I’m picturing some kind of outdoor boot camp, where young men readying to head off to college are forced to confront some questions:
- How important is “fitting in?” What if doing what the crowd does makes you feel horrible about yourself?
- What does it mean to be a “good man?” Does using someone for sex only get included in your definition?
- Do you see young women as humans too? How do you go about caring for their well-being, as well as your own?
- What are the best ways of expressing your identity?

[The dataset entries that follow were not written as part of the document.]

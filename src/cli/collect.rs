//! Release context collection
//!
//! Gathers branch, explicit tag, commit and manifest version exactly once, in
//! precedence order: CLI flag, then the configured environment variables, then
//! version control. Environment access goes through a lookup closure so tests
//! never need to touch the process environment.

use chrono::{DateTime, Utc};
use tracing::{debug, warn};

use crate::config::EnvConfig;
use crate::domain::ReleaseContext;
use crate::error::Result;
use crate::git::Vcs;
use crate::manifest::PackageManifest;
use crate::warnings::PublishWarning;

/// Values given on the command line, which beat every other source
#[derive(Debug, Clone, Default, PartialEq)]
pub struct ContextOverrides {
    pub branch: Option<String>,
    pub tag: Option<String>,
}

/// Read an environment variable, treating empty values as unset
pub fn process_env(name: &str) -> Option<String> {
    std::env::var(name).ok().filter(|value| !value.is_empty())
}

/// First non-empty value among `names`
fn first_env<F>(names: &[String], env: &F) -> Option<(String, String)>
where
    F: Fn(&str) -> Option<String>,
{
    names.iter().find_map(|name| {
        env(name)
            .filter(|value| !value.trim().is_empty())
            .map(|value| (name.clone(), value))
    })
}

/// Build the release context for this invocation.
///
/// `vcs` is `None` when the working directory is not a repository. Version
/// control failures only produce warnings; the classifier decides later whether
/// a missing branch or commit is fatal. An unreadable manifest version is fatal.
pub fn collect_context<F>(
    overrides: &ContextOverrides,
    env_config: &EnvConfig,
    env: F,
    vcs: Option<&dyn Vcs>,
    manifest: &PackageManifest,
    now: DateTime<Utc>,
) -> Result<(ReleaseContext, Vec<PublishWarning>)>
where
    F: Fn(&str) -> Option<String>,
{
    let mut warnings = Vec::new();

    let manifest_version = manifest.read_version()?;
    debug!(version = %manifest_version, path = %manifest.path().display(), "manifest version");

    let explicit_tag = match overrides.tag.clone().filter(|t| !t.trim().is_empty()) {
        Some(tag) => Some(tag),
        None => first_env(&env_config.tag, &env).map(|(name, value)| {
            debug!(variable = %name, tag = %value, "explicit tag from environment");
            value
        }),
    };

    let commit_short = match vcs {
        Some(vcs) => match vcs.current_commit_short() {
            Ok(commit) => commit.unwrap_or_default(),
            Err(e) => {
                warn!("cannot read HEAD commit: {}", e);
                warnings.push(PublishWarning::VcsUnavailable {
                    reason: e.to_string(),
                });
                String::new()
            }
        },
        None => {
            warnings.push(PublishWarning::VcsUnavailable {
                reason: "no repository found".to_string(),
            });
            String::new()
        }
    };

    let branch = if let Some(branch) = overrides.branch.clone().filter(|b| !b.trim().is_empty()) {
        branch
    } else if let Some((name, value)) = first_env(&env_config.branch, &env) {
        debug!(variable = %name, branch = %value, "branch from environment");
        value
    } else {
        branch_from_vcs(vcs, !commit_short.is_empty(), &mut warnings)
    };

    let context = ReleaseContext {
        branch,
        explicit_tag,
        commit_short,
        manifest_version,
        build_time: now,
    };

    Ok((context, warnings))
}

fn branch_from_vcs(
    vcs: Option<&dyn Vcs>,
    has_commit: bool,
    warnings: &mut Vec<PublishWarning>,
) -> String {
    let Some(vcs) = vcs else {
        return String::new();
    };

    match vcs.current_branch() {
        Ok(Some(branch)) => {
            debug!(branch = %branch, "branch from version control");
            branch
        }
        Ok(None) => {
            if has_commit {
                warnings.push(PublishWarning::DetachedHead);
            }
            String::new()
        }
        Err(e) => {
            // The commit lookup already failed the same way unless the repository changed under us
            if !warnings
                .iter()
                .any(|w| matches!(w, PublishWarning::VcsUnavailable { .. }))
            {
                warnings.push(PublishWarning::VcsUnavailable {
                    reason: e.to_string(),
                });
            }
            String::new()
        }
    }
}

#[cfg(test)]
mod tests {
    use super::*;
    use crate::git::MockVcs;
    use chrono::TimeZone;
    use semver::Version;
    use std::collections::HashMap;
    use std::fs;
    use tempfile::TempDir;

    fn manifest(dir: &TempDir, version: &str) -> PackageManifest {
        let path = dir.path().join("package.json");
        fs::write(
            &path,
            format!(r#"{{"name": "pkg", "version": "{}"}}"#, version),
        )
        .unwrap();
        PackageManifest::new(path)
    }

    fn env_of(pairs: &[(&str, &str)]) -> impl Fn(&str) -> Option<String> {
        let map: HashMap<String, String> = pairs
            .iter()
            .map(|(k, v)| (k.to_string(), v.to_string()))
            .collect();
        move |name| map.get(name).cloned()
    }

    fn now() -> DateTime<Utc> {
        Utc.with_ymd_and_hms(2024, 1, 2, 3, 4, 5).unwrap()
    }

    #[test]
    fn test_vcs_fallback() {
        let dir = TempDir::new().unwrap();
        let vcs = MockVcs::new(Some("develop"), Some("a1b2c3d"));
        let (ctx, warnings) = collect_context(
            &ContextOverrides::default(),
            &EnvConfig::default(),
            env_of(&[]),
            Some(&vcs),
            &manifest(&dir, "1.4.0"),
            now(),
        )
        .unwrap();

        assert_eq!(ctx.branch, "develop");
        assert_eq!(ctx.commit_short, "a1b2c3d");
        assert_eq!(ctx.explicit_tag, None);
        assert_eq!(ctx.manifest_version, Version::new(1, 4, 0));
        assert_eq!(ctx.build_time, now());
        assert!(warnings.is_empty());
    }

    #[test]
    fn test_env_beats_vcs_and_flag_beats_env() {
        let dir = TempDir::new().unwrap();
        let vcs = MockVcs::new(Some("develop"), Some("a1b2c3d"));
        let env = env_of(&[("TRAVIS_BRANCH", "master"), ("TRAVIS_TAG", "nightly")]);

        let (ctx, _) = collect_context(
            &ContextOverrides::default(),
            &EnvConfig::default(),
            &env,
            Some(&vcs),
            &manifest(&dir, "1.4.0"),
            now(),
        )
        .unwrap();
        assert_eq!(ctx.branch, "master");
        assert_eq!(ctx.explicit_tag.as_deref(), Some("nightly"));

        let overrides = ContextOverrides {
            branch: Some("dev-x".to_string()),
            tag: Some("2.0.0".to_string()),
        };
        let (ctx, _) = collect_context(
            &overrides,
            &EnvConfig::default(),
            &env,
            Some(&vcs),
            &manifest(&dir, "1.4.0"),
            now(),
        )
        .unwrap();
        assert_eq!(ctx.branch, "dev-x");
        assert_eq!(ctx.explicit_tag.as_deref(), Some("2.0.0"));
    }

    #[test]
    fn test_branch_variables_in_order() {
        let dir = TempDir::new().unwrap();
        let env = env_of(&[("BRANCH_NAME", "first"), ("TRAVIS_BRANCH", "second")]);
        let (ctx, _) = collect_context(
            &ContextOverrides::default(),
            &EnvConfig::default(),
            env,
            Some(&MockVcs::new(Some("third"), Some("abc1234"))),
            &manifest(&dir, "1.0.0"),
            now(),
        )
        .unwrap();
        assert_eq!(ctx.branch, "first");
    }

    #[test]
    fn test_empty_env_values_are_unset() {
        let dir = TempDir::new().unwrap();
        let env = env_of(&[("BRANCH_NAME", ""), ("TRAVIS_TAG", "")]);
        let (ctx, _) = collect_context(
            &ContextOverrides::default(),
            &EnvConfig::default(),
            env,
            Some(&MockVcs::new(Some("develop"), Some("abc1234"))),
            &manifest(&dir, "1.0.0"),
            now(),
        )
        .unwrap();
        assert_eq!(ctx.branch, "develop");
        assert_eq!(ctx.explicit_tag, None);
    }

    #[test]
    fn test_detached_head_warns() {
        let dir = TempDir::new().unwrap();
        let (ctx, warnings) = collect_context(
            &ContextOverrides::default(),
            &EnvConfig::default(),
            env_of(&[]),
            Some(&MockVcs::new(None, Some("abc1234"))),
            &manifest(&dir, "1.0.0"),
            now(),
        )
        .unwrap();
        assert_eq!(ctx.branch, "");
        assert_eq!(warnings, vec![PublishWarning::DetachedHead]);
    }

    #[test]
    fn test_no_repository_warns_once() {
        let dir = TempDir::new().unwrap();
        let (ctx, warnings) = collect_context(
            &ContextOverrides::default(),
            &EnvConfig::default(),
            env_of(&[]),
            None,
            &manifest(&dir, "1.0.0"),
            now(),
        )
        .unwrap();
        assert_eq!(ctx.commit_short, "");
        assert_eq!(warnings.len(), 1);

        let (_, warnings) = collect_context(
            &ContextOverrides::default(),
            &EnvConfig::default(),
            env_of(&[]),
            Some(&MockVcs::broken()),
            &manifest(&dir, "1.0.0"),
            now(),
        )
        .unwrap();
        assert_eq!(warnings.len(), 1);
    }

    #[test]
    fn test_bad_manifest_is_fatal() {
        let dir = TempDir::new().unwrap();
        let result = collect_context(
            &ContextOverrides::default(),
            &EnvConfig::default(),
            env_of(&[]),
            None,
            &manifest(&dir, "not-a-version"),
            now(),
        );
        assert!(matches!(
            result,
            Err(crate::error::PublishError::ManifestVersion(_))
        ));
    }
}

- What are the best ways to bond with friends?
- At the end of college, what do you hope to have achieved? What do you hope to have avoided?
These are just a brainstorm start.
But I think we should offer something to young men entering a wholly new culture, and one that often promotes destructive behaviors. Some kind of preparation might very well go a long way in helping to change what has become a predatory landscape for countless young people.